The straight line correspond to the (linear) regression fit. Using the settings on top, the plot can be customised
by changing the colour of the gene pairs by phenotype using the Colour by
option. Users can also change the layout of
the plots under ``Layout`.
- Correlation table:
it shows the statistical results from correlated gene pairs.
Graph¶
Two plots are generated under the Graph tab:
- Partial correlation network:
This plot shows the correlations between gene pairs. Grey edges correspond to positive correlation, red edges correspond to negative correlation. The width of the edge is proportional to the absolute partial correlation value of the gene pair. It can be customised from the plot settings, where the radius of the plot and the partial correlation threshold (
pcor threshold
) can be altered. Users can also the choose from four different layouts (Fruchterman-Reingold, Kamada-Kawai, graphopt and tree layout) under theLayout
option.
- Correlation UMAP:
UMAP plot showing the correlation between genes. Genes that are correlated are generally positioned close to each other. Red corresponds to positive correlation/covariance, blue to negative. User can select whether to colour the genes by correlation or covariance in plot settings.
The Partial correlation network is on the left, while the Correlation UMAP is on the right of the page.
Find Biomarkers¶
Settings panel¶
The panel contains the main settings for the analysis. Users select the phenotype on which to
perform the analysis with the Predicted target
setting. In the Filter samples
setting users
can restrict the analysis to a subset of samples rather than the default choice of all samples.
The Feature set
setting will by default be set to “all”, but users can restrict the calculations
only to a specific gene family or, alteratively, they can paste their own selection of genes. Once all
the settings have been assigned, clicking Compute will start the calculation.
Feature Selection¶
Four panels (from left to right and top to bottom) are present under the Feature Selection tab:
- Variable Importance:
Omics Playground calculates a variable importance score for each feature using multiple state-of-the-art machine learning algorithms, including LASSO, elastic nets, random forests, and extreme gradient boosting. Note that we do not use the machine learning algorithms for prediction but we use them just to compute the variable importances according to the different methods. An aggregated score is then calculated as the cumulative rank of the variable importances of the different algorithms. By combining several methods, the platform aims to select the best possible predictive features. The top features are determined as the features with the highest cumulative ranks. .
- Biomarker Expression:
These boxplots shows the expression of putative biomarkers across the samples of the identified features.
- Heatmap:
Expression heatmap of top gene features according to their variable importance. By default the plot will only show the selected samples, but all samples can be displayed via the settings button on top.
- Decision tree:
The decision tree shows a tree solution for classification based on the top most important features. The plot provides a proportion of the samples that are defined by each biomarker in the boxes.
Feature-set Ranking¶
This tab consists of a single plot, the aptly named Feature-set Ranking, which displays the ranked discriminant score for top feature sets. The plot ranks the discriminative power of the feature set (or gene family) as a cumulative discriminant score for all phenotype variables. In this way, we can find which feature set (or gene family) can explain the variance in the data the best.

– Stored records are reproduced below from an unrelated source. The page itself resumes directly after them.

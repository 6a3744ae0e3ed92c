use crate::error::ConfigError;
use crate::traits::{Stepper, VectorField};
use log::debug;
use nalgebra::DMatrix;
use serde::{Deserialize, Serialize};

/// Forward Euler. One field evaluation per step, first-order accurate.
#[derive(Debug, Clone, Copy)]
pub struct Euler;

impl Stepper for Euler {
    fn step(
        &self,
        field: &impl VectorField,
        x: &DMatrix<f64>,
        u: &DMatrix<f64>,
        dt: f64,
    ) -> DMatrix<f64> {
        // x_{i+1} = x_i + dt * f(x_i)
        let k1 = field.eval(x, u);
        x + dt * k1
    }
}

/// Explicit midpoint. Two field evaluations per step, second-order accurate.
#[derive(Debug, Clone, Copy)]
pub struct Midpoint;

impl Stepper for Midpoint {
    fn step(
        &self,
        field: &impl VectorField,
        x: &DMatrix<f64>,
        u: &DMatrix<f64>,
        dt: f64,
    ) -> DMatrix<f64> {
        // k1 = f(x_i)
        let k1 = field.eval(x, u);
        // k2 = f(x_i + dt/2 * k1), evaluated at the half-step point
        let k2 = field.eval(&(x + 0.5 * dt * k1), u);
        // x_{i+1} = x_i + dt * k2
        x + dt * k2
    }
}

/// Heun's method (trapezoidal predictor-corrector). Two field evaluations
/// per step, second-order accurate; unlike Midpoint the second evaluation
/// is taken at the full Euler predictor and the two slopes are averaged.
#[derive(Debug, Clone, Copy)]
pub struct Heun;

impl Stepper for Heun {
    fn step(
        &self,
        field: &impl VectorField,
        x: &DMatrix<f64>,
        u: &DMatrix<f64>,
        dt: f64,
    ) -> DMatrix<f64> {
        // k1 = f(x_i)
        let k1 = field.eval(x, u);
        // predictor x* = x_i + dt * k1
        let predictor = x + dt * &k1;
        // k2 = f(x*)
        let k2 = field.eval(&predictor, u);
        // x_{i+1} = x_i + dt/2 * (k1 + k2)
        x + 0.5 * dt * (k1 + k2)
    }
}

/// Classic fourth-order Runge-Kutta. Four field evaluations per step.
#[derive(Debug, Clone, Copy)]
pub struct Rk4;

impl Stepper for Rk4 {
    fn step(
        &self,
        field: &impl VectorField,
        x: &DMatrix<f64>,
        u: &DMatrix<f64>,
        dt: f64,
    ) -> DMatrix<f64> {
        // k1 = f(x_i)
        let k1 = field.eval(x, u);
        // k2 = f(x_i + dt/2 * k1)
        let k2 = field.eval(&(x + 0.5 * dt * &k1), u);
        // k3 = f(x_i + dt/2 * k2)
        let k3 = field.eval(&(x + 0.5 * dt * &k2), u);
        // k4 = f(x_i + dt * k3)
        let k4 = field.eval(&(x + dt * &k3), u);
        // x_{i+1} = x_i + dt * (k1/6 + k2/3 + k3/3 + k4/6)
        x + dt / 6.0 * (k1 + 2.0 * k2 + 2.0 * k3 + k4)
    }
}

/// Time-ordered record of one integration run.
///
/// `state(0)` is the initial state; `state(i)` is the state after i steps
/// of width `dt`. Immutable once returned.
#[derive(Debug, Clone, PartialEq, Serialize, Deserialize)]
pub struct Trajectory {
    dt: f64,
    states: Vec<DMatrix<f64>>,
}

impl Trajectory {
    /// Number of recorded states (step count + 1).
    pub fn len(&self) -> usize {
        self.states.len()
    }

    pub fn is_empty(&self) -> bool {
        self.states.is_empty()
    }

    /// State after i integration steps.
    pub fn state(&self, i: usize) -> &DMatrix<f64> {
        &self.states[i]
    }

    /// Final state of the run.
    pub fn last(&self) -> &DMatrix<f64> {
        self.states
            .last()
            .expect("a trajectory holds at least its initial state")
    }

    pub fn states(&self) -> &[DMatrix<f64>] {
        &self.states
    }

    pub fn dt(&self) -> f64 {
        self.dt
    }

    /// Time stamps aligned with the recorded states.
    pub fn times(&self) -> Vec<f64> {
        (0..self.states.len()).map(|i| i as f64 * self.dt).collect()
    }
}

/// Fixed-step solver selection. Resolved once per run, before stepping.
#[derive(Debug, Clone, Copy, PartialEq, Eq, Serialize, Deserialize)]
#[serde(rename_all = "lowercase")]
pub enum Solver {
    Euler,
    Midpoint,
    Heun,
    Rk4,
}

impl Solver {
    /// Resolves a solver by name.
    pub fn new(name: &str) -> Result<Self, ConfigError> {
        match name {
            "euler" => Ok(Solver::Euler),
            "midpoint" => Ok(Solver::Midpoint),
            "heun" => Ok(Solver::Heun),
            "rk4" => Ok(Solver::Rk4),
            _ => Err(ConfigError::UnknownSolver {
                got: name.to_string(),
            }),
        }
    }

    /// Advances `x0` through `n_steps` steps of width `dt` under the fixed
    /// perturbation `u`, recording the full trajectory.
    pub fn integrate(
        &self,
        field: &impl VectorField,
        x0: &DMatrix<f64>,
        u: &DMatrix<f64>,
        dt: f64,
        n_steps: usize,
    ) -> Result<Trajectory, ConfigError> {
        match self {
            Solver::Euler => integrate(&Euler, field, x0, u, dt, n_steps),
            Solver::Midpoint => integrate(&Midpoint, field, x0, u, dt, n_steps),
            Solver::Heun => integrate(&Heun, field, x0, u, dt, n_steps),
            Solver::Rk4 => integrate(&Rk4, field, x0, u, dt, n_steps),
        }
    }
}

/// Shared step loop: every integrator advances through this driver so that
/// input validation and trajectory accumulation are written once.
pub fn integrate<S: Stepper>(
    stepper: &S,
    field: &impl VectorField,
    x0: &DMatrix<f64>,
    u: &DMatrix<f64>,
    dt: f64,
    n_steps: usize,
) -> Result<Trajectory, ConfigError> {
    if !dt.is_finite() || dt <= 0.0 {
        return Err(ConfigError::InvalidStep { got: dt });
    }
    let n = field.dimension();
    if x0.nrows() != n {
        return Err(ConfigError::DimensionMismatch {
            what: "initial state rows",
            expected: n,
            got: x0.nrows(),
        });
    }
    if u.nrows() != x0.nrows() {
        return Err(ConfigError::DimensionMismatch {
            what: "perturbation rows",
            expected: x0.nrows(),
            got: u.nrows(),
        });
    }
    if u.ncols() != x0.ncols() {
        return Err(ConfigError::DimensionMismatch {
            what: "perturbation columns",
            expected: x0.ncols(),
            got: u.ncols(),
        });
    }

    debug!(
        "integrating {} variables x {} conditions over {} steps of dt = {}",
        n,
        x0.ncols(),
        n_steps,
        dt
    );

    let mut x = x0.clone_owned();
    let mut states = Vec::with_capacity(n_steps + 1);
    states.push(x.clone());
    for _ in 0..n_steps {
        x = stepper.step(field, &x, u, dt);
        states.push(x.clone());
    }
    Ok(Trajectory { dt, states })
}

Users can choose between three different methods for the calculation of the plot. P-value based scoring (‘p-value’) is computed as the average negative log p-value from the ANOVA test. Correlation-based discriminative power (‘correlation’) is calculated as the average 1-cor between the groups. Thus, a feature set is highly discriminative if the between-group correlation is low. The ‘meta’ method combines the scores of the two aforementioned methods in a multiplicative manner.